Google Groups no longer supports new Usenet posts or subscriptions. Historical content remains viewable.
Dismiss

AWK code repository request for help (long)

32 views
Skip to first unread message

jh

unread,
Dec 30, 2008, 10:21:27 PM12/30/08
to
Tim Menzies and I have been talking about an AWK code library system.

Parsing through all our emails, we seem to be discussing the following
options. In what follows, I am for the things marked (*) and Tim is for
the (+) items. We'll defend those positions, if necessary, in a week or two.

But, before debating the options, we'd like to know what all the options
are. So we post this list, not to argue any particular point, but to
canvas options from the community.

We'd like back, at least for now, not arguments for options, but the
options themselves.

the plan is this:

- post this newsgroup
- watch it to see what comments come back
- post a revised version in a week
- start the real debate then

over to you all!

Jim & Tim


--------

0) Repository name?

0a+) planetawk
0b) libawk
0c) address of the repository must be in the domain name that
corresponds to the chosen name
0d) address of the repository may be <repository name>.<name of hosting
service> or <hosting service full domain name>/<repository name>

1) goal

1a*+) an open source project with methods for promoting stable AWK code
to some special place,

1b*) and providing the kind of search and install features found in CPAN
(for Perl) and PEAR (for PHP).

--------
2) type of extensions

2a+*) scripting based, using the current version of gawk

2b*) scripting based, using any version of AWK

2c*) compiler-based requiring a new gawk executable (e.g. xgawk)

2d*) based on other languages (e.g. runawk is a C program)


--------
3) formatting standards

3a+) one liners, if short. e.g.

function some() { return 1/(rand() * Inf) }.

--------
4) dependency mechanism

4a) m4 and needz . e.g.
http://code.google.com/p/crusty/source/browse/trunk/needz-apps which
shows tim's last attempt (2 years ago) to define a library system in gawk.

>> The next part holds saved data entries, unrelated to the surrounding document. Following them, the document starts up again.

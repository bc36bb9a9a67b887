// src/main.rs

use chrono::Local;
use clap::Parser;
use log::{error, info, LevelFilter};
use std::io::Write;
use std::path::PathBuf;
use std::process;

// Module declarations
mod cli;
mod config;
mod file_utils;
mod interrupt;
mod looper;
mod metadata_retriever;
mod player;
mod selection;
mod video_candidate;

// Crate imports for convenience
use crate::cli::Cli;
use crate::config::TIMESTAMP_FORMAT;
use crate::file_utils::default_video_dir;
use crate::interrupt::Interrupt;
use crate::looper::{run_loop, LoopExit, LoopSettings};
use crate::metadata_retriever::{format_duration_string, get_video_duration};
use crate::player::{DisplayMode, OmxPlayer};
use crate::selection::{select_video, SelectionRequest};
use crate::video_candidate::VideoCandidate;

/// Exit status after a Ctrl-C, as a shell would report it.
const INTERRUPTED_EXIT_CODE: i32 = 130;

/// Routes `log` records to stdout, each line prefixed with the local time.
fn init_logger() {
    env_logger::builder()
        .filter_level(LevelFilter::Info)
        .parse_default_env()
        .target(env_logger::Target::Stdout)
        .format(|buf, record| {
            let timestamp = Local::now().format(TIMESTAMP_FORMAT);
            if record.level() == log::Level::Error {
                writeln!(buf, "{} - Error - {}", timestamp, record.args())
            } else {
                writeln!(buf, "{} - {}", timestamp, record.args())
            }
        })
        .init();
}

fn expand_path(raw: &str) -> PathBuf {
    PathBuf::from(shellexpand::tilde(raw).into_owned())
}

#[tokio::main]
async fn main() {
    let cli_args = Cli::parse();
    init_logger();

    match run_app(cli_args).await {
        Ok(Some(LoopExit::Interrupted)) => process::exit(INTERRUPTED_EXIT_CODE),
        Ok(None) => {}
        Err(err) => {
            error!("{}", err);
            info!("Exiting");
            process::exit(1);
        }
    }
}

async fn run_app(cli_args: Cli) -> Result<Option<LoopExit>, Box<dyn std::error::Error>> {
    info!("Test mode:\t{}", cli_args.test);
    info!(
        "Video clip:\t{}",
        cli_args.video.as_deref().unwrap_or("None")
    );
    info!("Sleep time:\t{} minute(s)", cli_args.sleep);
    info!("Random clip:\t{}", cli_args.random);

    let video_dir = match cli_args.video_dir.as_deref() {
        Some(dir) => expand_path(dir),
        None => default_video_dir()?,
    };
    let request = SelectionRequest::from_flags(cli_args.video.as_deref().map(expand_path), cli_args.random);

    let Some(candidate) = select_video(&request, &video_dir, &mut rand::rng())? else {
        info!("No video selected. Run with --help for usage");
        info!("Exiting");
        return Ok(None);
    };

    if cli_args.probe {
        report_duration(candidate)?;
        return Ok(None);
    }

    let settings = LoopSettings {
        video_path: candidate.path,
        sleep_minutes: cli_args.sleep,
        mode: if cli_args.test {
            DisplayMode::Test
        } else {
            DisplayMode::Normal
        },
    };

    // Registered before the player exists so no Ctrl-C can orphan it.
    let mut interrupt = Interrupt::install()?;

    // Dropping an unfinished launch kills the half-started player.
    let mut player = tokio::select! {
        launched = OmxPlayer::launch(&settings.video_path, settings.mode) => launched?,
        _ = interrupt.recv() => {
            info!("Exiting");
            return Ok(Some(LoopExit::Interrupted));
        }
    };
    info!(
        "{} minute(s) pause between each play",
        settings.sleep_minutes
    );
    let exit = run_loop(&mut player, &settings, interrupt.recv()).await?;
    Ok(Some(exit))
}

fn report_duration(candidate: VideoCandidate) -> Result<(), Box<dyn std::error::Error>> {
    let seconds = get_video_duration(&candidate.path)?;
    let candidate = candidate.with_duration(seconds);
    if let Some(duration) = candidate.duration {
        info!(
            "ffprobe Duration:\t{} seconds ({}) {}",
            duration,
            format_duration_string(duration),
            candidate.path.display()
        );
    }
    Ok(())
}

- there is a directory called needz-app/fred with files
- there are files
needz-app/fred/about.awk # command line args and help text
needz-app/fred/fred # main file. compilation starts here
needz-app/fred/XXX # support file
needz-app/fred/YYY # support file

- there is a directory called needz-app/fred/eg for unit tests
needz-app/fred/eg/1 # unit test 1
needz-app/fred/eg/1.want # expected output for unit test 1

4b) Debian package system

4c) CPAN or PEAR software, if it's available

--------
5) hosting service

5b+) code.google.com <http://code.google.com>
5b) sites.google
5c) github
5d) launchpad
5e) sourceforge
5e) savannah
5f) custom

--------
6) repository

6a+) subversion
6b) git
6c) bazaar
6d) cvs
6e) (s)ftp
6f) Web pages with upload
6g*) CPAN, PEAR or similar

--------
7) cross-indexing method to describe library (i.e. a way to describe
functions and collections of functions)

7a+) use scripts to auto-generate wiki pages in code.google.com
<http://code.google.com>

7b) documentation that's required for acceptance into the repository

7c) structured comments in the code ala JavaDoc

-------
8) coding standards

8a*) functions don't change globals directly

8b+) reduce use of /pattern/ {action} in favor of while(getline) loops
inside functions

8d+) use a[0] to store size of array

8e+) require all "local" (see 8g) variable names be lower case (use '_'
to separate words?)

8f*) allow naming variables with some version of Hungarian notation

8g*) require all function variables to be "localized" by including them
in the function parameter list

-------
9) define some standard macros (using m4)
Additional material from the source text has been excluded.